Why Generating Waveform for a Large Audio File from Client Side May Not Be a Good Thing

Thanks to Web Audio API's AudioContext.decodeAudioData.

The other day I was trying to create a fancy, purely client-side, soundcloud-like waveform like the one embedded below for my podcast player Shikwasa. With Web Audio API's handy decodeAudioData, extracting the complete data looked easy as pie at first glance.

Soundcloud's waveform

Until my Chrome crashed the moment it ran the script.

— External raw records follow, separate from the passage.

use axum::extract::FromRequestParts;
use axum::http::request::Parts;
use axum_extra::TypedHeader;
use headers::{Authorization, authorization::Bearer};
use sqlx::PgPool;
use uuid::Uuid;

use crate::auth::hash_access_token;
use crate::error::ApiError;
use crate::models::AppState;

/// dcms_user.roles value of patient accounts.
const PATIENT_ROLE: i16 = 0;

/// The signed-in DCMS user behind a bearer token.
#[derive(Debug, Clone)]
pub struct AuthContext {
    pub user_id: Uuid,
    pub role: i16,
    pub session_token_id: Uuid,
}

impl AuthContext {
    pub fn is_staff(&self) -> bool {
        self.role != PATIENT_ROLE
    }
}

#[derive(Debug, sqlx::FromRow)]
struct SessionLookupRow {
    session_token_id: Uuid,
    user_id: Uuid,
    roles: i16,
}

async fn lookup_session(db: &PgPool, token_hash: &str) -> Result<SessionLookupRow, ApiError> {
    sqlx::query_as::<_, SessionLookupRow>(
        r#"
        SELECT st.session_token_id, st.user_id, u.roles
        FROM session_token st
        JOIN "dcms_user" u ON u.user_id = st.user_id
        WHERE st.session_token_hash = $1
          AND st.revoked_at IS NULL
          AND st.expires_at > now()
          AND u.is_active = true
        "#,
    )
    .bind(token_hash)
    .fetch_optional(db)
    .await
    .map_err(|e| ApiError::Internal(format!("db error: {e}")))?
    .ok_or_else(ApiError::session_expired)
}

impl FromRequestParts<AppState> for AuthContext {
    type Rejection = ApiError;

    fn from_request_parts(
        parts: &mut Parts,
        state: &AppState,
    ) -> impl std::future::Future<Output = Result<Self, Self::Rejection>> + Send {
        async move {
            let TypedHeader(authz): TypedHeader<Authorization<Bearer>> =
                TypedHeader::from_request_parts(parts, state)
                    .await
                    .map_err(|_| ApiError::session_expired())?;

            let row = lookup_session(&state.db, &hash_access_token(authz.token())).await?;

            if let Err(e) = sqlx::query(
                r#"
                UPDATE session_token
                SET last_seen_at = now()
                WHERE session_token_id = $1
                "#,
            )
            .bind(row.session_token_id)
            .execute(&state.db)
            .await
            {
                tracing::debug!(session_token_id = %row.session_token_id, "last_seen_at not updated: {e}");
            }

            Ok(AuthContext {
                user_id: row.user_id,
                role: row.roles,
                session_token_id: row.session_token_id,
            })
        }
    }
}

To be fair, the audio file to be decoded has a size of 70.9MB. After some inspection I found AudioContext.decodeAudioData itself used up almost 10GB of memory simply to decode the audio. No way I could implement the feature with this page-bloater.

On Web Audio API's Github repository, there has been a discussion on this issue, somewhat aggressively asked the team to remove decodeAudioData for the same reason:

...it will waste hundreds of megs of memory and take several seconds of CPU power, and battery on mobile.

Apparently, SoundCloud decompresses audios from its servers, but there are plenty of pure up front open-source libraries that generate audio waveform themselves. How did they manage to do so?

I went through amplitude.js, wavesurfer.js, soundcloud-waveform-generator and even BBC's waveform-data.js, they all use the same core method to extract data - unfortunately, the disasterous AudioContext.decodeAudioData. In the last repo someone also mentioned a similar issue.

It might work okay on a small, heavily-compressed .mp3 song but never, ever for a 30 min+ podcast episode.